Die Stimme und das Geräusch – bei Jaap Blonk eine untrennbare Kombination, in der er eine wahre Meisterschaft entwickelte. Geradezu unanständig breitet sich in Buitenboordspuug ein Geräuschpegel aus, der aus seinem Mund ungefiltert den Weg ins Ohr des Hörers findet. Dieses an gewisse Körperreaktionen erinnernde Geräusch va­riiert Blonk in einem mehrspurigen Verfahren und verwendet dazu die selbst entwickelte «cheek.synthesizer»-Technik: strukturierte Klänge aus der Backe. Das entstehende Geräusch entfacht einen zunehmenden Sturm feuchter Luftblasen, die durch das Multitrack-Verfahren in einem Rausch enden. Das fast 13 Minuten lange Cimbrod King (Anagramm des englischen mockingbird = Nachtigall) entwickelte Blonk aus dem Anagrammpoem Glopvoets, in dem er neben dem Vogelnamen im Titel (holländisch spotvogel = Gelbspötter) weitere 16 Vogelnamen-Anagramme in eine imaginäre Vogelschar verformte: Der Vogel «Moerpoebip» heißt richtig geschrieben «Boompieper» (Baum­pie­per). Außerdem verarbeitete Blonk den Gesang der Nachtigall als Klangbeispiel, mit dem er das geflüstert rezitierte Gedicht garnierte.

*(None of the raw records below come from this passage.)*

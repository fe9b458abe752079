pub mod polygon_3d;

/// 2D point type, used for UV coordinates.
pub type Point2 = nalgebra::Point2<f64>;

/// 3D point type.
pub type Point3 = nalgebra::Point3<f64>;

/// 3D vector type.
pub type Vector3 = nalgebra::Vector3<f64>;

/// Tolerance for degeneracy checks on derived geometry (normals, areas).
///
/// Coincidence of stored positions is always exact and never uses this.
pub const TOLERANCE: f64 = 1e-10;

/// Embeds a UV coordinate into the planar UV space (`u` along X, `v` along Z).
#[must_use]
pub fn uv_to_point(uv: &Point2) -> Point3 {
    Point3::new(uv.x, 0.0, uv.y)
}

/// Recovers the UV coordinate of a point embedded with [`uv_to_point`].
#[must_use]
pub fn point_to_uv(point: &Point3) -> Point2 {
    Point2::new(point.x, point.z)
}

Die am Holländischen ausgeprägte, von ihm erfundene Sprache «GeenKrimpian» (neben «Onderland» und «IngleTwist») gestaltet Blonk in Keynote Dialogues über frei improvisierte Klaviermusik mit dem Wort «Puhkterg» zu einem Lang-Zeit-Gedicht, dessen lautmalerische Verzierungen den Klang des Klaviers teils konterkarieren, teils kommentieren. Wie ein stilistischer Bruch wirkt der folgende Featherwater River, ein an fernöstliches Klangmaterial erinnerndes Instrumentalstück, das Blonk dem chinesischen Philosophen und Dichter Zhuangzi widmete. Daysyways wirkt wie ein zerrissener, in den Skalen verschobener Blues, dessen Steelgitarren-Sound tastend und suchend zu den Quellen zurückkehren möchte.

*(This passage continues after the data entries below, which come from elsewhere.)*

use std::collections::{HashMap, HashSet, VecDeque};

use spade::handles::{FixedFaceHandle, InnerTag};
use spade::{ConstrainedDelaunayTriangulation, InsertionError, Point2 as SpadePoint2, Triangulation};
use tracing::debug;

use crate::error::{GeometryError, Result, TopologyError};
use crate::math::polygon_3d::{is_convex_ccw, newell_normal, plane_axes, project_to_plane, signed_area_2d};
use crate::math::{Point2, Point3};

type Cdt = ConstrainedDelaunayTriangulation<SpadePoint2<f64>>;

/// Fan triangulation of an `n`-gon around its first corner.
#[must_use]
pub fn fan_triangulation(n: usize) -> Vec<[usize; 3]> {
    (1..n.saturating_sub(1)).map(|i| [0, i, i + 1]).collect()
}

/// Triangulates a simple, possibly non-convex polygon given by its corners.
///
/// Returns `n - 2` triangles of corner indices, wound the same way as the
/// corner order. Convex polygons get a fan; anything else goes through a
/// constrained Delaunay triangulation in the polygon's plane.
///
/// # Errors
///
/// Returns an error if the polygon has fewer than three corners, has no
/// well-defined plane, repeats a corner, or intersects itself.
pub fn triangulate_polygon(corners: &[Point3]) -> Result<Vec<[usize; 3]>> {
    let n = corners.len();
    if n < 3 {
        return Err(TopologyError::InvalidPolygon(format!("{n} corners, need at least 3")).into());
    }

    let normal = newell_normal(corners);
    let (u, v) = plane_axes(&normal)
        .map_err(|_| GeometryError::Degenerate("polygon has zero area".into()))?;
    let projected = project_to_plane(corners, &corners[0], &u, &v);

    if signed_area_2d(&projected) <= 0.0 {
        return Err(GeometryError::Degenerate("polygon has no consistent orientation".into()).into());
    }

    if is_convex_ccw(&projected) {
        return Ok(fan_triangulation(n));
    }

    let triangles = constrained_triangulation(&projected)?;
    debug!(corners = n, triangles = triangles.len(), "triangulated non-convex polygon");
    if triangles.len() != n - 2 {
        return Err(TopologyError::MalformedTriangulation(format!(
            "expected {} triangles, got {}",
            n - 2,
            triangles.len()
        ))
        .into());
    }
    Ok(triangles)
}

/// Runs a CDT over a counter-clockwise loop and keeps the interior faces.
fn constrained_triangulation(points: &[Point2]) -> Result<Vec<[usize; 3]>> {
    let mut cdt = Cdt::new();
    let mut handles = Vec::with_capacity(points.len());
    let mut corner_of: HashMap<usize, usize> = HashMap::with_capacity(points.len());

    for (corner, p) in points.iter().enumerate() {
        let handle = cdt
            .insert(SpadePoint2::new(p.x, p.y))
            .map_err(|e: InsertionError| GeometryError::Degenerate(format!("CDT insert: {e}")))?;
        if corner_of.insert(handle.index(), corner).is_some() {
            return Err(TopologyError::InvalidPolygon(format!("corner {corner} repeats an earlier corner")).into());
        }
        handles.push(handle);
    }

    for i in 0..handles.len() {
        let from = handles[i];
        let to = handles[(i + 1) % handles.len()];
        if !cdt.can_add_constraint(from, to) {
            return Err(TopologyError::InvalidPolygon("polygon boundary intersects itself".into()).into());
        }
        cdt.add_constraint(from, to);
    }

    let interior = interior_faces(&cdt);
    let mut triangles = Vec::with_capacity(points.len() - 2);
    for face in cdt.inner_faces() {
        if !interior.contains(&face.fix().index()) {
            continue;
        }
        let mut tri = [0usize; 3];
        for (slot, vertex) in face.vertices().iter().enumerate() {
            tri[slot] = *corner_of
                .get(&vertex.fix().index())
                .ok_or_else(|| TopologyError::MalformedTriangulation("CDT added a vertex".into()))?;
        }
        triangles.push(tri);
    }
    Ok(triangles)
}

/// Flood-fills from the hull inwards, flipping parity at every constraint
/// edge; faces at odd depth are inside the boundary loop.
fn interior_faces(cdt: &Cdt) -> HashSet<usize> {
    let mut interior = HashSet::new();
    let mut depth: HashMap<usize, u32> = HashMap::new();
    let mut queue: VecDeque<(FixedFaceHandle<InnerTag>, u32)> = VecDeque::new();
    let outer = cdt.outer_face().fix();

    for edge in cdt.directed_edges() {
        if edge.face().fix() != outer {
            continue;
        }
        if let Some(inner) = edge.rev().face().as_inner() {
            let idx = inner.fix().index();
            if depth.contains_key(&idx) {
                continue;
            }
            let d = u32::from(cdt.is_constraint_edge(edge.as_undirected().fix()));
            depth.insert(idx, d);
            queue.push_back((inner.fix(), d));
        }
    }

    while let Some((face, d)) = queue.pop_front() {
        if d % 2 == 1 {
            interior.insert(face.index());
        }
        for edge in cdt.face(face).adjacent_edges() {
            let Some(neighbor) = edge.rev().face().as_inner() else {
                continue;
            };
            let idx = neighbor.fix().index();
            if depth.contains_key(&idx) {
                continue;
            }
            let nd = d + u32::from(cdt.is_constraint_edge(edge.as_undirected().fix()));
            depth.insert(idx, nd);
            queue.push_back((neighbor.fix(), nd));
        }
    }

    interior
}

#[cfg(test)]
#[allow(clippy::unwrap_used)]
mod tests {
    use super::*;

    fn p(x: f64, y: f64) -> Point3 {
        Point3::new(x, y, 0.0)
    }

    /// Signed area of triangle `t` in the XY plane.
    fn area(corners: &[Point3], t: [usize; 3]) -> f64 {
        let (a, b, c) = (corners[t[0]], corners[t[1]], corners[t[2]]);
        ((b - a).cross(&(c - a))).z * 0.5
    }

    #[test]
    fn convex_polygon_gets_a_fan() {
        let square = [p(0.0, 0.0), p(1.0, 0.0), p(1.0, 1.0), p(0.0, 1.0)];
        assert_eq!(triangulate_polygon(&square).unwrap(), vec![[0, 1, 2], [0, 2, 3]]);
    }

    #[test]
    fn l_shape_is_covered_with_consistent_winding() {
        let l = [
            p(0.0, 0.0),
            p(2.0, 0.0),
            p(2.0, 1.0),
            p(1.0, 1.0),
            p(1.0, 2.0),
            p(0.0, 2.0),
        ];
        let tris = triangulate_polygon(&l).unwrap();
        assert_eq!(tris.len(), 4);
        let total: f64 = tris.iter().map(|&t| area(&l, t)).sum();
        assert!((total - 3.0).abs() < 1e-9);
        assert!(tris.iter().all(|&t| area(&l, t) > 0.0));
    }

    #[test]
    fn clockwise_input_keeps_its_winding() {
        let l: Vec<Point3> = [
            p(0.0, 0.0),
            p(2.0, 0.0),
            p(2.0, 1.0),
            p(1.0, 1.0),
            p(1.0, 2.0),
            p(0.0, 2.0),
        ]
        .into_iter()
        .rev()
        .collect();
        let tris = triangulate_polygon(&l).unwrap();
        assert!(tris.iter().all(|&t| area(&l, t) < 0.0));
    }

    #[test]
    fn too_few_corners_fail() {
        assert!(triangulate_polygon(&[p(0.0, 0.0), p(1.0, 0.0)]).is_err());
    }

    #[test]
    fn collinear_corners_fail() {
        assert!(triangulate_polygon(&[p(0.0, 0.0), p(1.0, 0.0), p(2.0, 0.0)]).is_err());
    }

    #[test]
    fn fan_sizes() {
        assert!(fan_triangulation(2).is_empty());
        assert_eq!(fan_triangulation(5).len(), 3);
    }
}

Wenn Jaap Blonk nicht brüllt, prustet oder kauderwelscht, gestaltet er wie in Lone Sphere außergewöhnlich spannende Musik für Klavier. Dieses dem großen Jazzmusiker Thelonious Monk gewidmete Stück bricht mit dem, wo­mit schon Monk gebrochen hat: mit den davongaloppierenden Tempi des Bebop. Blonk ruht sich in Dissonanzen aus, die das Wortspiel aus «lone» (einsam) und «sphere» (Welt, Gestirne) zwingend herausfordert. «Sphere» fügte Thelonious Monk seinem Namen hinzu: Angeblich hatte er diesen Beinamen, der auf seinen Großvater Sphere Batts zurückgeht, schon bei der Taufe erhalten. Hinter dem Horizont der Atmo-Sphäre hört Jaap Blonk insgesamt den Klängen und Geräuschen nach, die üblicherweise als Abfall übersehen werden. Durch ihn wird eine spannungs- und überraschungsreiche Welt erst hörbar gemacht.